A la source de DIDEE, les gouttes de l’engagement

Pourquoi ce projet ?

Depuis des années maintenant, les personnes qui s’investissent bénévolement dans les projets nous font part de sentiments récurrents : un manque de reconnaissance, un sentiment d’isolement et d’être toujours trop peu nombreux à agir. Or, nous savons que ceux qui s’engagent sont finalement assez nombreux, les actions vivent car il y a des gens engagés derrière. Mais en effet, le bénévolat évolue et certains actes sont plus ponctuels que d’autres, certains sont très visibles et d’autres passent complètement inaperçus.

Il a fallut trouver un système qui allait permettre non seulement de rendre visibles ces actes posés au quotidien mais aussi un système qui allait pousser les uns et les autres de porter un autre regard sur l’état global du bénévolat à l’association DIDEE, qui allait de plus permettre de renforcer un certain pouvoir d’agir.

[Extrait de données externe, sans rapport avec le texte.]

//! Random sampling of the corpus.

use rand::seq::SliceRandom;
use rand::Rng;

use crate::models::ArticleRecord;

/// Shuffle a copy of `corpus` and return its first `limit` entries along
/// with the corpus size. The input slice is left untouched.
pub fn sample<R: Rng + ?Sized>(
    corpus: &[ArticleRecord],
    limit: usize,
    rng: &mut R,
) -> (Vec<ArticleRecord>, usize) {
    if corpus.is_empty() {
        return (Vec::new(), 0);
    }
    let mut shuffled = corpus.to_vec();
    shuffled.shuffle(rng);
    shuffled.truncate(limit);
    (shuffled, corpus.len())
}

#[cfg(test)]
mod tests {
    use super::*;
    use rand::rngs::StdRng;
    use rand::SeedableRng;

    fn corpus(n: i64) -> Vec<ArticleRecord> {
        (1..=n).map(|i| ArticleRecord::new(i, format!("article {}", i))).collect()
    }

    #[test]
    fn returns_limit_and_total() {
        let c = corpus(10);
        let (items, total) = sample(&c, 4, &mut StdRng::seed_from_u64(5));
        assert_eq!(items.len(), 4);
        assert_eq!(total, 10);
        let mut ids: Vec<i64> = items.iter().map(|a| a.id).collect();
        ids.sort();
        ids.dedup();
        assert_eq!(ids.len(), 4);
    }

    #[test]
    fn limit_larger_than_corpus_returns_everything() {
        let c = corpus(3);
        let (items, total) = sample(&c, 10, &mut StdRng::seed_from_u64(5));
        assert_eq!(items.len(), 3);
        assert_eq!(total, 3);
    }

    #[test]
    fn source_is_not_mutated() {
        let c = corpus(6);
        let before = c.clone();
        let _ = sample(&c, 6, &mut StdRng::seed_from_u64(11));
        assert_eq!(c, before);
    }

    #[test]
    fn empty_corpus() {
        let (items, total) = sample(&[], 5, &mut StdRng::seed_from_u64(0));
        assert!(items.is_empty());
        assert_eq!(total, 0);
    }
}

C’est parce qu’on agit qu’on obtient par la suite le pouvoir d’aller soutenir d’autres projets.

C’est l’idée générale du projet « A la source de DIDEE, les gouttes de l’engagement » : l’objectif est de mettre en animation une cartographie d’un certain agir local, une valorisation du bénévolat, une capacité à soutenir d’autres projet et une première mesure du pouvoir d’agir au sein de l’association.

Comment ça marche ?

Chaque jour, des habitants posent des actes : ils agissent bénévolement, sous des formes très différentes, mais toujours dans l’intérêt collectif. Ils deviennent des sourciers.

Nous souhaitons donner une visibilité à tous ces actes. Ils ne sont pas anodins, chacun d’entre eux compte énormément pour la vie des projets. Et c’est aussi grâce à ces actes que le pouvoir d’agir de chacun va grandir.

Chaque acte est une goutte. Les gouttes doivent être signifiées dans un carnet par le sourcier. Ainsi, le récoltant désigné sur le projet pourra comptabiliser, chaque mois, toutes les gouttes qui font vivre les projets. Les projets quant à eux prennent la forme de pommes. Le nombre de sourciers et le nombre de gouttes sont retranscrits dans la pomme sur le mur de l’engagement, qui lui-même est mis à jour tout au long de l’année dans les deux Centres.

Le mur de l’engagement, de quoi parle-t-on ?

Dans chacun des Centres, à Carriet comme à Génicart, se trouve un grand mur magnétique sur lequel apparaîtront et se multiplieront les pommes, les gouttes et les sourciers. Nous allons faire vivre ce mur pour qu’il reflète au mieux la vie de l’association à travers tous les actes posés au fil de l’année.

Et après, que fait-on ?

Tout au long de l’année, un fonds participatif est alimenté (par des « mécènes » qui soutiendront la démarche -entreprises, institutions, fondations, etc. et par des actions d’autofinancement au sein de l’association).

Au mois de mai, le cumul des gouttes par projet est annoncé. Les sourciers prennent connaissance à ce moment là de la valeur de la goutte, définie en fonction du montant obtenu pour le fonds participatif (Total € / total des gouttes cumulées) : ils pourront redistribuer leurs gouttes à d’autres projets qu’ils voudront soutenir.

Pour qu’un projet trouve un soutien financier, il faudra d’abord le valoriser et exprimer les besoins lors de l’assemblée des sourciers qui se tiendra en mai 2018.

 


Lexique de base :

– Une goutte : un acte posé (formes différentes).

– Un «sourcier » : la personne qui créée une ou des gouttes (l’acteur, le participant : il peut être adhérent ou non)

– La pomme : les projets / actions alimentés par les gouttes grâce aux sourciers. Ces pommes peuvent bénéficier de financements extérieurs ou pas.

– L’arbre : DIDEE, son projet associatif, son Conseil d’administration, ses valeurs, etc.

– Le mur de l’engagement : l’espace physique (dans les deux centres sociaux de DIDEE, un à Génicart et un à Carriet) où sont retranscrits ces différents éléments et l’interaction entre eux.